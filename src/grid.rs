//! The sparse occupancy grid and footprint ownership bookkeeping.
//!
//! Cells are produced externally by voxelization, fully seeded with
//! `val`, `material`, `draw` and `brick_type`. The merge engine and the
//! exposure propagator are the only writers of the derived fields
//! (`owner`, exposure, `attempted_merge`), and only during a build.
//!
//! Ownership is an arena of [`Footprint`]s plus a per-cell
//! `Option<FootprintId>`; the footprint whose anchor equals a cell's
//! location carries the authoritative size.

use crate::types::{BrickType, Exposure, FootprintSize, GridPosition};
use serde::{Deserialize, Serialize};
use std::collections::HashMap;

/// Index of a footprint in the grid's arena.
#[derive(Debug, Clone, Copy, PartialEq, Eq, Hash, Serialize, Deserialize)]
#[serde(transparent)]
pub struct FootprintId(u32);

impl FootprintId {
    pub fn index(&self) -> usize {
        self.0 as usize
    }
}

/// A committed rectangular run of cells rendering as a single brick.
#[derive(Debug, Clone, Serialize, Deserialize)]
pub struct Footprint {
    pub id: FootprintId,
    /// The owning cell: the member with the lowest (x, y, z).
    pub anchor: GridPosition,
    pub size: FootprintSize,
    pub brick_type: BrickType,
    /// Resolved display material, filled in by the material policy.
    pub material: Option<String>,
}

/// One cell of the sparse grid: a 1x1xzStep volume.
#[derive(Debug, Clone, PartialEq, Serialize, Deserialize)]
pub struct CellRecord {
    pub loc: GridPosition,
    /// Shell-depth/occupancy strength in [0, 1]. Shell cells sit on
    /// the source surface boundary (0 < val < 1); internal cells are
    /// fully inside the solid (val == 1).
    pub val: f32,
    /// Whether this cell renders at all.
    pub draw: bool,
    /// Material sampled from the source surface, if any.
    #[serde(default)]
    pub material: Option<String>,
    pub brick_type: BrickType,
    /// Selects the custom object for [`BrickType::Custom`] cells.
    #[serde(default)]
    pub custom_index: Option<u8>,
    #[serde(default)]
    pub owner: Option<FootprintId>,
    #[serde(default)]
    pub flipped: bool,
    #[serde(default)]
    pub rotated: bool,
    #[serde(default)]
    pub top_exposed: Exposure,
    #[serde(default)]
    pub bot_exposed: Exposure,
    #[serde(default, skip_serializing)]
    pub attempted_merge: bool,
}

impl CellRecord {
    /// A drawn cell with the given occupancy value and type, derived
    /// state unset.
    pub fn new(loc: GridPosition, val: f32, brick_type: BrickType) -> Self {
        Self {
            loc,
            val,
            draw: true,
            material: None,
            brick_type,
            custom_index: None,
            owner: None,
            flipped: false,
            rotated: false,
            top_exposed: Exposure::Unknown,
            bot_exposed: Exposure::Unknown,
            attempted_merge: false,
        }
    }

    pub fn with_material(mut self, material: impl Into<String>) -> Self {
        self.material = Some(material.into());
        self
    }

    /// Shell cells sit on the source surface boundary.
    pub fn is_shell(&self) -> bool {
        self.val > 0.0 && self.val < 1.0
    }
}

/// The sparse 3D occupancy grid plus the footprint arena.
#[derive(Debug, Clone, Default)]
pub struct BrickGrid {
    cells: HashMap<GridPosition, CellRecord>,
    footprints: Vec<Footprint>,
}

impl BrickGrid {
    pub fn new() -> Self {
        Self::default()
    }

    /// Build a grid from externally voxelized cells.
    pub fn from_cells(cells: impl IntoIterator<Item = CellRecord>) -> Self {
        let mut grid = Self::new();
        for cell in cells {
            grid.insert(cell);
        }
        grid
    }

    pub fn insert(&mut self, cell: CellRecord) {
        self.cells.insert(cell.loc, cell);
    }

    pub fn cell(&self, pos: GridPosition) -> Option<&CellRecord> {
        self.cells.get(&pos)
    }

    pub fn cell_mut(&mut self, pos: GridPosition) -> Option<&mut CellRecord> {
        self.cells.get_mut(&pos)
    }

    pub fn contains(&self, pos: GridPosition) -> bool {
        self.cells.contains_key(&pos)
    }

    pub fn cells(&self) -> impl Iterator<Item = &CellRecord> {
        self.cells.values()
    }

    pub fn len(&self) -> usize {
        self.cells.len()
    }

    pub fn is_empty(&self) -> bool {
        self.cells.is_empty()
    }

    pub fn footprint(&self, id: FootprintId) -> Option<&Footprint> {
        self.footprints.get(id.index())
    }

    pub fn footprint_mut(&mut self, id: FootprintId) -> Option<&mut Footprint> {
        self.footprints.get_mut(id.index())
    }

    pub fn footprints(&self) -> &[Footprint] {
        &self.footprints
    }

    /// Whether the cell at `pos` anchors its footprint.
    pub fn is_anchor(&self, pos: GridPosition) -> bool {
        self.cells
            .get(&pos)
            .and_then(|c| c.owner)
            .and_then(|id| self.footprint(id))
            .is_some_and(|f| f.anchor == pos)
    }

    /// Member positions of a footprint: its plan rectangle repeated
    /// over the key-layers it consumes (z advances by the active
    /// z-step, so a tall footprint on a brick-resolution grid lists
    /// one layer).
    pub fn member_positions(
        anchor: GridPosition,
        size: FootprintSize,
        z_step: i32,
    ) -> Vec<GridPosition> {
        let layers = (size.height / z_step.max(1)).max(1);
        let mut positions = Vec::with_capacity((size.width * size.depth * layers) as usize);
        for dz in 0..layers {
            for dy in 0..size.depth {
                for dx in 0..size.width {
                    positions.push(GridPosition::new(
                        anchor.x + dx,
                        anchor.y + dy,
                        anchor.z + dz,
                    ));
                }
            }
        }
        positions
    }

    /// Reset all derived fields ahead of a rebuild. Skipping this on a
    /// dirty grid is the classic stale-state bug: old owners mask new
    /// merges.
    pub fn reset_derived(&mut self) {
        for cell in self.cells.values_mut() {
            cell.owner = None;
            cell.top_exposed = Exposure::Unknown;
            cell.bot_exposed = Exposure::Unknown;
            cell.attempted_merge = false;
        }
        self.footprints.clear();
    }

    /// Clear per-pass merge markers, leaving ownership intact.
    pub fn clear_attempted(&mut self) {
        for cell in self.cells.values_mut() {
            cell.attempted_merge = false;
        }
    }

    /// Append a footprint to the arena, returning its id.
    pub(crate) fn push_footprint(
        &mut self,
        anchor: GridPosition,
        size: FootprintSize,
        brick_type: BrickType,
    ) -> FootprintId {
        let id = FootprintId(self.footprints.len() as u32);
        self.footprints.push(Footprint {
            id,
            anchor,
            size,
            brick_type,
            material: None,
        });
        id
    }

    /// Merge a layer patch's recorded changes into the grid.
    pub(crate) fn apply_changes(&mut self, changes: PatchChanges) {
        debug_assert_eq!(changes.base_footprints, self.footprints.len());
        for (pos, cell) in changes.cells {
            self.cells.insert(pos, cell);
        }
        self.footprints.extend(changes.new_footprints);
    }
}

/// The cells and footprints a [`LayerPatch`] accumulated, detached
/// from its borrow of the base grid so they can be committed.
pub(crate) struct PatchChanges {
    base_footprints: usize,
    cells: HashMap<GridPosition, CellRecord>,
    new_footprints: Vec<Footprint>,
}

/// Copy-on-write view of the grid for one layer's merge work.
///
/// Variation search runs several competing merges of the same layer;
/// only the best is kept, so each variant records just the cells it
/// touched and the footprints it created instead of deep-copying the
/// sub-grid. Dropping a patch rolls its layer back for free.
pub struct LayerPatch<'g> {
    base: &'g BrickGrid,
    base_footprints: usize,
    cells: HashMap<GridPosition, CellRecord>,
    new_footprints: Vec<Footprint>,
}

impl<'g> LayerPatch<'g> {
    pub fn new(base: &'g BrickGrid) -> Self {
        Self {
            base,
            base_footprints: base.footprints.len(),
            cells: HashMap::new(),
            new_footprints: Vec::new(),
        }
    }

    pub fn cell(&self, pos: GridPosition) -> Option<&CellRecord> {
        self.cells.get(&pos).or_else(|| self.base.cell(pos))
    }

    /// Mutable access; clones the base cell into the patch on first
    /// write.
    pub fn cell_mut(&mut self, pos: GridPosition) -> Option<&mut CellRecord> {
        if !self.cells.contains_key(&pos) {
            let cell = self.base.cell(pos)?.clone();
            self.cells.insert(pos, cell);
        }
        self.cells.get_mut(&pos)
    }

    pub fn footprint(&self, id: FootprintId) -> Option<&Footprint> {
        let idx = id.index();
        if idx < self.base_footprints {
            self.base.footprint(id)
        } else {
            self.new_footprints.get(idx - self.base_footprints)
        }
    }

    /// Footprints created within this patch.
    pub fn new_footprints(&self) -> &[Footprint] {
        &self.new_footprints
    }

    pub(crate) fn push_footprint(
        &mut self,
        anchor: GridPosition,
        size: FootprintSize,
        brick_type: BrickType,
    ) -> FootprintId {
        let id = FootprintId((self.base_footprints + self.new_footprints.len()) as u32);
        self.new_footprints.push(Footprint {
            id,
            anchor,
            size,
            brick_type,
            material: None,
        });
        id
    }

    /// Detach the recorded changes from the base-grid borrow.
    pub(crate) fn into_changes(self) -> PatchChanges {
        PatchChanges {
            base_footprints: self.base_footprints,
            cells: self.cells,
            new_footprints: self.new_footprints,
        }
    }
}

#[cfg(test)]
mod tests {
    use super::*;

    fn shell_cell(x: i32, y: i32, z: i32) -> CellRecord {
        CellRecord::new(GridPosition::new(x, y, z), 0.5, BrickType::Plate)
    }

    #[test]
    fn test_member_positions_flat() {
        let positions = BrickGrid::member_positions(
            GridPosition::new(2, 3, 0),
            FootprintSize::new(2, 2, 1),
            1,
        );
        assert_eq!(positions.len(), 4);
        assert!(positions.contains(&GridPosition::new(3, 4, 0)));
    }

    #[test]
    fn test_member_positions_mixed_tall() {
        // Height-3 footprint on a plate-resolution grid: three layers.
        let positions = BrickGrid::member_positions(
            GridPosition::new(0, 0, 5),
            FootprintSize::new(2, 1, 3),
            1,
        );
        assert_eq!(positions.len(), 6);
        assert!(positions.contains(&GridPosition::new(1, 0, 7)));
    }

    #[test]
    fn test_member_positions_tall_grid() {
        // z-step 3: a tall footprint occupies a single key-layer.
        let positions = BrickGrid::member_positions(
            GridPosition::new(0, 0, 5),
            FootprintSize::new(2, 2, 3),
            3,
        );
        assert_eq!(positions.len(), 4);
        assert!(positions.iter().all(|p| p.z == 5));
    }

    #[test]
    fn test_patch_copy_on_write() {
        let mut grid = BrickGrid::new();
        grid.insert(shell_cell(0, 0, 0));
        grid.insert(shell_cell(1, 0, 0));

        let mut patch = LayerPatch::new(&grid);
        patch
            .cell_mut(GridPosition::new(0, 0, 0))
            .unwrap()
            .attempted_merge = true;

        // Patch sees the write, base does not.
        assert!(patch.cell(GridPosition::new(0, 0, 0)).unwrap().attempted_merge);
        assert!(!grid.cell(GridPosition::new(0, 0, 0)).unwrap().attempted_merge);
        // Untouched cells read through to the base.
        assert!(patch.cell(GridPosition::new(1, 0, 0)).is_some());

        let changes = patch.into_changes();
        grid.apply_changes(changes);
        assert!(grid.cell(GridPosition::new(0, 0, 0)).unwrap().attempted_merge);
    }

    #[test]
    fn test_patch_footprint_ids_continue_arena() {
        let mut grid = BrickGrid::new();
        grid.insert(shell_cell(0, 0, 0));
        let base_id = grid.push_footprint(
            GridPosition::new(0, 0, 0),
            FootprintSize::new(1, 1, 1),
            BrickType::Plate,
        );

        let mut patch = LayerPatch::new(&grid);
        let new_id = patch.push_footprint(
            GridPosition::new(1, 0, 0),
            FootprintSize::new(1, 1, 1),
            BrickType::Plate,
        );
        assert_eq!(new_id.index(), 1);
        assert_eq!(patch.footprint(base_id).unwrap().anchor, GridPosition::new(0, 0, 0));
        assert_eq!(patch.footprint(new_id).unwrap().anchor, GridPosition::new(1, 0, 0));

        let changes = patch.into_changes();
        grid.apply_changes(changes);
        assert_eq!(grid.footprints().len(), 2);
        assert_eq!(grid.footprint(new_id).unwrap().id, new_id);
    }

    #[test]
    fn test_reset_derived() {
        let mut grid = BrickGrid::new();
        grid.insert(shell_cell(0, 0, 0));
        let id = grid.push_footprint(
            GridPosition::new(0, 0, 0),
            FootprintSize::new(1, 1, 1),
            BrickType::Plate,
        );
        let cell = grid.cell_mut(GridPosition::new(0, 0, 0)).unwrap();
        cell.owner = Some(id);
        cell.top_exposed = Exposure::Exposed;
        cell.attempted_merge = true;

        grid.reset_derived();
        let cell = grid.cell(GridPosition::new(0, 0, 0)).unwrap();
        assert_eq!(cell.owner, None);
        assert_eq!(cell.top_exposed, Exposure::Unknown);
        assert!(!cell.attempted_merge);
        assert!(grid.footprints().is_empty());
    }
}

◇ ◇ ◇ ◇ ◇ ◇ ◇

◆ What is needed ◆
Could you transcribe the entries above word for word, from the line with "let mut positions" down to the line with "can be committed.", keeping both?

◆ Output for this task ◆
        let mut positions = Vec::with_capacity((size.width * size.depth * layers) as usize);
        for dz in 0..layers {
            for dy in 0..size.depth {
                for dx in 0..size.width {
                    positions.push(GridPosition::new(
                        anchor.x + dx,
                        anchor.y + dy,
                        anchor.z + dz,
                    ));
                }
            }
        }
        positions
    }

    /// Reset all derived fields ahead of a rebuild. Skipping this on a
    /// dirty grid is the classic stale-state bug: old owners mask new
    /// merges.
    pub fn reset_derived(&mut self) {
        for cell in self.cells.values_mut() {
            cell.owner = None;
            cell.top_exposed = Exposure::Unknown;
            cell.bot_exposed = Exposure::Unknown;
            cell.attempted_merge = false;
        }
        self.footprints.clear();
    }

    /// Clear per-pass merge markers, leaving ownership intact.
    pub fn clear_attempted(&mut self) {
        for cell in self.cells.values_mut() {
            cell.attempted_merge = false;
        }
    }

    /// Append a footprint to the arena, returning its id.
    pub(crate) fn push_footprint(
        &mut self,
        anchor: GridPosition,
        size: FootprintSize,
        brick_type: BrickType,
    ) -> FootprintId {
        let id = FootprintId(self.footprints.len() as u32);
        self.footprints.push(Footprint {
            id,
            anchor,
            size,
            brick_type,
            material: None,
        });
        id
    }

    /// Merge a layer patch's recorded changes into the grid.
    pub(crate) fn apply_changes(&mut self, changes: PatchChanges) {
        debug_assert_eq!(changes.base_footprints, self.footprints.len());
        for (pos, cell) in changes.cells {
            self.cells.insert(pos, cell);
        }
        self.footprints.extend(changes.new_footprints);
    }
}

/// The cells and footprints a [`LayerPatch`] accumulated, detached
/// from its borrow of the base grid so they can be committed.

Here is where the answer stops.